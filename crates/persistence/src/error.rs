// Copyright (C) 2026 Fred Clausen
// Use of this source code is governed by an MIT-style
// license that can be found in the LICENSE file or at
// https://opensource.org/licenses/MIT.

//! Error type for the persistence layer.
//!
//! Storage failures are never retried here; every error propagates to the
//! caller, which decides how to surface it.

/// Errors raised by persistence operations.
#[derive(Debug, Clone, PartialEq, Eq)]
pub enum PersistenceError {
    /// Opening the database connection failed.
    ConnectionFailed(String),
    /// Applying schema migrations failed.
    Migration(String),
    /// Connection setup (PRAGMA configuration) failed.
    Setup(String),
    /// The connection does not enforce foreign keys, so the schema's
    /// referential constraints would be silently ignored.
    ForeignKeysDisabled,
    /// A named query failed; carries the query name and the cause.
    QueryFailed(String),
    /// A storage-level constraint rejected a write.
    ConstraintViolation(String),
    /// A stored value could not be converted to its domain type.
    CorruptRecord(String),
    /// The named record does not exist.
    NotFound(String),
    /// The session token is unknown.
    SessionNotFound(String),
    /// The session's expiry has passed.
    SessionExpired(String),
    /// Any other database failure.
    Database(String),
}

impl std::fmt::Display for PersistenceError {
    fn fmt(&self, f: &mut std::fmt::Formatter<'_>) -> std::fmt::Result {
        match self {
            Self::ConnectionFailed(msg) => write!(f, "Could not open database: {msg}"),
            Self::Migration(msg) => write!(f, "Schema migration failed: {msg}"),
            Self::Setup(msg) => write!(f, "Connection setup failed: {msg}"),
            Self::ForeignKeysDisabled => {
                write!(f, "SQLite foreign key enforcement is switched off")
            }
            Self::QueryFailed(msg) => write!(f, "Query failed: {msg}"),
            Self::ConstraintViolation(msg) => write!(f, "Constraint violation: {msg}"),
            Self::CorruptRecord(msg) => write!(f, "Corrupt record: {msg}"),
            Self::NotFound(msg) => write!(f, "Not found: {msg}"),
            Self::SessionNotFound(msg) => write!(f, "Session not found: {msg}"),
            Self::SessionExpired(msg) => write!(f, "Session expired: {msg}"),
            Self::Database(msg) => write!(f, "Database error: {msg}"),
        }
    }
}

impl std::error::Error for PersistenceError {}

impl From<diesel::result::Error> for PersistenceError {
    fn from(err: diesel::result::Error) -> Self {
        use diesel::result::{DatabaseErrorKind, Error};
        match err {
            Error::NotFound => Self::NotFound(String::from("Record not found")),
            Error::DatabaseError(
                DatabaseErrorKind::UniqueViolation | DatabaseErrorKind::CheckViolation,
                info,
            ) => Self::ConstraintViolation(info.message().to_string()),
            other => Self::Database(other.to_string()),
        }
    }
}

impl From<diesel::ConnectionError> for PersistenceError {
    fn from(err: diesel::ConnectionError) -> Self {
        Self::ConnectionFailed(err.to_string())
    }
}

*What to work on*. Please set down the whole listing above without altering a single line.

*Finished exercise*.
filename crates/persistence/src/error.rs
// Copyright (C) 2026 Fred Clausen
// Use of this source code is governed by an MIT-style
// license that can be found in the LICENSE file or at
// https://opensource.org/licenses/MIT.

//! Error type for the persistence layer.
//!
//! Storage failures are never retried here; every error propagates to the
//! caller, which decides how to surface it.

/// Errors raised by persistence operations.
#[derive(Debug, Clone, PartialEq, Eq)]
pub enum PersistenceError {
    /// Opening the database connection failed.
    ConnectionFailed(String),
    /// Applying schema migrations failed.
    Migration(String),
    /// Connection setup (PRAGMA configuration) failed.
    Setup(String),
    /// The connection does not enforce foreign keys, so the schema's
    /// referential constraints would be silently ignored.
    ForeignKeysDisabled,
    /// A named query failed; carries the query name and the cause.
    QueryFailed(String),
    /// A storage-level constraint rejected a write.
    ConstraintViolation(String),
    /// A stored value could not be converted to its domain type.
    CorruptRecord(String),
    /// The named record does not exist.
    NotFound(String),
    /// The session token is unknown.
    SessionNotFound(String),
    /// The session's expiry has passed.
    SessionExpired(String),
    /// Any other database failure.
    Database(String),
}

impl std::fmt::Display for PersistenceError {
    fn fmt(&self, f: &mut std::fmt::Formatter<'_>) -> std::fmt::Result {
        match self {
            Self::ConnectionFailed(msg) => write!(f, "Could not open database: {msg}"),
            Self::Migration(msg) => write!(f, "Schema migration failed: {msg}"),
            Self::Setup(msg) => write!(f, "Connection setup failed: {msg}"),
            Self::ForeignKeysDisabled => {
                write!(f, "SQLite foreign key enforcement is switched off")
            }
            Self::QueryFailed(msg) => write!(f, "Query failed: {msg}"),
            Self::ConstraintViolation(msg) => write!(f, "Constraint violation: {msg}"),
            Self::CorruptRecord(msg) => write!(f, "Corrupt record: {msg}"),
            Self::NotFound(msg) => write!(f, "Not found: {msg}"),
            Self::SessionNotFound(msg) => write!(f, "Session not found: {msg}"),
            Self::SessionExpired(msg) => write!(f, "Session expired: {msg}"),
            Self::Database(msg) => write!(f, "Database error: {msg}"),
        }
    }
}

impl std::error::Error for PersistenceError {}

impl From<diesel::result::Error> for PersistenceError {
    fn from(err: diesel::result::Error) -> Self {
        use diesel::result::{DatabaseErrorKind, Error};
        match err {
            Error::NotFound => Self::NotFound(String::from("Record not found")),
            Error::DatabaseError(
                DatabaseErrorKind::UniqueViolation | DatabaseErrorKind::CheckViolation,
                info,
            ) => Self::ConstraintViolation(info.message().to_string()),
            other => Self::Database(other.to_string()),
        }
    }
}

impl From<diesel::ConnectionError> for PersistenceError {
    fn from(err: diesel::ConnectionError) -> Self {
        Self::ConnectionFailed(err.to_string())
    }
}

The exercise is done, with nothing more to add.